Alzheimer's disease (AD) is characterized by neuritic plaques and neurofibrillary tangles. It is reported that enzymatic degradation of amyloid-beta (A beta) plays a pivotal role in A beta accumulation and type-2 cannabinoid receptor (CB2R) participates in A beta processing in the brain; however, the underlying mechanisms remain unclear. We determined that A beta degradation-related proteins are significantly different between CB2R(-/-) mice and wild-type (WT) mice via proteomic analysis. Moreover, the data demonstrated that the angiotensin converting enzyme (ACE) and insulin-degrading enzyme (IDE) levels are substantially attenuated, and the A beta level is significantly enhanced in CB2R(-/-)-A beta(1-42) mice compared with that of WT-A beta(1-42) mice. Furthermore, A beta-mediated synaptic dysfunction, the loss of memory associated proteins, and the suppression of glutamatergic transmission are more severe in CB2R(-/-)-A beta(1-42) mice than that in WT-A beta(1-42) mice.

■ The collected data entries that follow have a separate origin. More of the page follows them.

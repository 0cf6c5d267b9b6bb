//! The [`suite`](self) module implements the [`Suite`] test runner.

use std::fmt::Debug;
use std::future::Future;
use std::panic::AssertUnwindSafe;

use futures::{executor::block_on, future::ready, FutureExt};
use tracing::{debug, warn};

use crate::case::{Case, CaseKind, TestFn, Verdict};
use crate::error::{Error, Result};
use crate::misc::{function_name, panic_message};
use crate::mock::Expectation;
use crate::report::{ConsoleReporter, Report, Reporter, Summary};

/// Runs a list of test cases against a function under test and verifies the
/// mocks the function depends on.
///
/// Cases are executed in registration order. After the last case the usage of
/// every registered mock is checked against its expectations. All outcomes are
/// written to the [`Reporter`] of the suite, [`ConsoleReporter`] by default.
///
/// ```
/// use simplytest::{example::xor, Suite};
///
/// let mut suite = Suite::new(xor);
/// suite
///     .case("finds number at start", 4, vec![4, 1, 2, 1, 2])?
///     .predicate("returns 0 when none found", || xor(vec![2, 1, 2, 1]) == 0)?;
///
/// let summary = suite.run()?;
/// assert!(summary.is_success());
/// # Ok::<(), simplytest::Error>(())
/// ```
#[must_use]
pub struct Suite<'a, A, R> {
    name: String,
    func: TestFn<'a, A, R>,
    cases: Vec<Case<'a, A, R>>,
    mocks: Vec<Box<dyn Expectation + 'a>>,
    reporter: Box<dyn Reporter + 'a>,
}

impl<'a, A, R> Suite<'a, A, R>
where
    A: 'a,
    R: 'a,
{
    /// Create a new suite for the synchronous function `func`.
    ///
    /// The display name of the suite is derived from `func`, use
    /// [`with_name`](Suite::with_name) to set it explicitly.
    pub fn new<F>(func: F) -> Self
    where
        F: Fn(A) -> R + 'a,
    {
        let name = function_name::<F>();

        Self::with_func(name, Box::new(move |args| ready(func(args)).boxed_local()))
    }

    /// Create a new suite for the asynchronous function `func`.
    pub fn new_async<F, Fut>(func: F) -> Self
    where
        F: Fn(A) -> Fut + 'a,
        Fut: Future<Output = R> + 'a,
    {
        let name = function_name::<F>();

        Self::with_func(name, Box::new(move |args| func(args).boxed_local()))
    }

    fn with_func(name: String, func: TestFn<'a, A, R>) -> Self {
        Self {
            name,
            func,
            cases: Vec::new(),
            mocks: Vec::new(),
            reporter: Box::new(ConsoleReporter),
        }
    }

    /// Set the display name of the suite.
    pub fn with_name<N: Into<String>>(mut self, name: N) -> Self {
        self.name = name.into();

        self
    }

    /// Set the sink the records of the run are written to.
    pub fn with_reporter<T>(mut self, reporter: T) -> Self
    where
        T: Reporter + 'a,
    {
        self.reporter = Box::new(reporter);

        self
    }

    /// Display name of the suite.
    #[must_use]
    pub fn name(&self) -> &str {
        &self.name
    }

    /// Number of registered cases.
    #[must_use]
    pub fn case_count(&self) -> usize {
        self.cases.len()
    }

    /// Number of registered mocks.
    #[must_use]
    pub fn mock_count(&self) -> usize {
        self.mocks.len()
    }

    /// Register a single mock.
    ///
    /// The suite stores a handle to `mock`, the tracked state stays shared
    /// with the caller.
    ///
    /// # Errors
    /// Returns [`Error::DuplicateMock`] if a mock with the same name is
    /// already registered.
    pub fn use_mock<M>(&mut self, mock: &M) -> Result<&mut Self>
    where
        M: Expectation + Clone + 'a,
    {
        self.use_mocks([Box::new(mock.clone()) as Box<dyn Expectation + 'a>])
    }

    /// Register a batch of mocks.
    ///
    /// Names are compared case-insensitively. The batch is checked against
    /// the registered mocks and against itself before anything is added, so a
    /// failing call leaves the registered mocks untouched.
    ///
    /// # Errors
    /// Returns [`Error::DuplicateMock`] naming the first duplicate found.
    pub fn use_mocks<I>(&mut self, mocks: I) -> Result<&mut Self>
    where
        I: IntoIterator<Item = Box<dyn Expectation + 'a>>,
    {
        let mocks = mocks.into_iter().collect::<Vec<_>>();

        let mut names = self
            .mocks
            .iter()
            .map(|mock| mock.name().to_lowercase())
            .collect::<Vec<_>>();

        for mock in &mocks {
            let name = mock.name();
            let key = name.to_lowercase();
            if names.contains(&key) {
                return Err(Error::DuplicateMock(name));
            }

            names.push(key);
        }

        for mock in mocks {
            debug!(suite = %self.name, mock = %mock.name(), "registered mock");

            self.mocks.push(mock);
        }

        Ok(self)
    }

    /// Register a case that passes if the function under test returns
    /// `expected` when called with `args`.
    ///
    /// # Errors
    /// Returns [`Error::EmptyTitle`] if `title` is empty.
    pub fn case<T>(&mut self, title: T, expected: R, args: A) -> Result<&mut Self>
    where
        T: Into<String>,
    {
        self.push(title.into(), CaseKind::Invocation { expected, args })
    }

    /// Register a case that passes if `predicate` returns `true`.
    ///
    /// # Errors
    /// Returns [`Error::EmptyTitle`] if `title` is empty.
    pub fn predicate<T, F>(&mut self, title: T, predicate: F) -> Result<&mut Self>
    where
        T: Into<String>,
        F: FnOnce() -> bool + 'a,
    {
        let predicate = Box::new(move || ready(predicate()).boxed_local());

        self.push(title.into(), CaseKind::Predicate(predicate))
    }

    /// Register a case that passes if the future returned by `predicate`
    /// resolves to `true`.
    ///
    /// # Errors
    /// Returns [`Error::EmptyTitle`] if `title` is empty.
    pub fn predicate_async<T, F, Fut>(&mut self, title: T, predicate: F) -> Result<&mut Self>
    where
        T: Into<String>,
        F: FnOnce() -> Fut + 'a,
        Fut: Future<Output = bool> + 'a,
    {
        let predicate = Box::new(move || predicate().boxed_local());

        self.push(title.into(), CaseKind::Predicate(predicate))
    }

    fn push(&mut self, title: String, kind: CaseKind<'a, A, R>) -> Result<&mut Self> {
        if title.is_empty() {
            return Err(Error::EmptyTitle);
        }

        self.cases.push(Case { title, kind });

        Ok(self)
    }
}

impl<'a, A, R> Suite<'a, A, R>
where
    A: 'a,
    R: PartialEq + Debug + 'a,
{
    /// Execute all cases, verify the mocks and block until everything has
    /// been reported.
    ///
    /// # Errors
    /// Returns an error only if the reporter failed to write a record.
    pub fn run(self) -> Result<Summary> {
        block_on(self.run_async())
    }

    /// Asynchronous version of [`run`](Suite::run).
    ///
    /// Each case is awaited before the next one starts, so the records are
    /// written in registration order. A panicking case becomes a
    /// [`Report::Crash`]; the process wide panic hook is not replaced, so it
    /// still reports the panic on stderr as well.
    ///
    /// # Errors
    /// Returns an error only if the reporter failed to write a record.
    pub async fn run_async(self) -> Result<Summary> {
        let Self {
            name,
            func,
            cases,
            mocks,
            mut reporter,
        } = self;

        let mut summary = Summary::default();

        for case in cases {
            let title = case.title.clone();
            debug!(suite = %name, case = %title, "running case");

            let record = match AssertUnwindSafe(case.execute(&func)).catch_unwind().await {
                Ok(Verdict::Pass) => {
                    summary.passed += 1;

                    Report::Pass {
                        suite: name.clone(),
                        case: title,
                    }
                }
                Ok(Verdict::Fail { expected, actual }) => {
                    summary.failed += 1;

                    Report::Fail {
                        suite: name.clone(),
                        case: title,
                        expected,
                        actual,
                    }
                }
                Err(payload) => {
                    let message = panic_message(&*payload);
                    warn!(suite = %name, case = %title, %message, "case panicked");
                    summary.crashed += 1;

                    Report::Crash {
                        suite: name.clone(),
                        case: title,
                        message,
                    }
                }
            };

            reporter.report(record)?;
        }

        for mock in &mocks {
            for record in mock.mismatches() {
                summary.mock_mismatches += 1;

                reporter.report(record)?;
            }
        }

        debug!(suite = %name, %summary, "suite finished");
        reporter.finish(&summary)?;

        Ok(summary)
    }
}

CB2R activation could decrease A beta(1-40) and A beta(1-42) levels and enhance ACE and IDE levels with its selective agonist JWH133; however, AM630 (CB2R antagonist) abrogates all changes induced by JWH133 in N2a cells with A beta PP overexpression. Taken together, our study demonstrated that the deletion of CB2R reduces exogenous A beta degradation and aggravates the toxicity of A beta via the reduction of ACE and IDE, which suggests that CB2R is involved in the onset of AD and a potential therapeutic target for AD.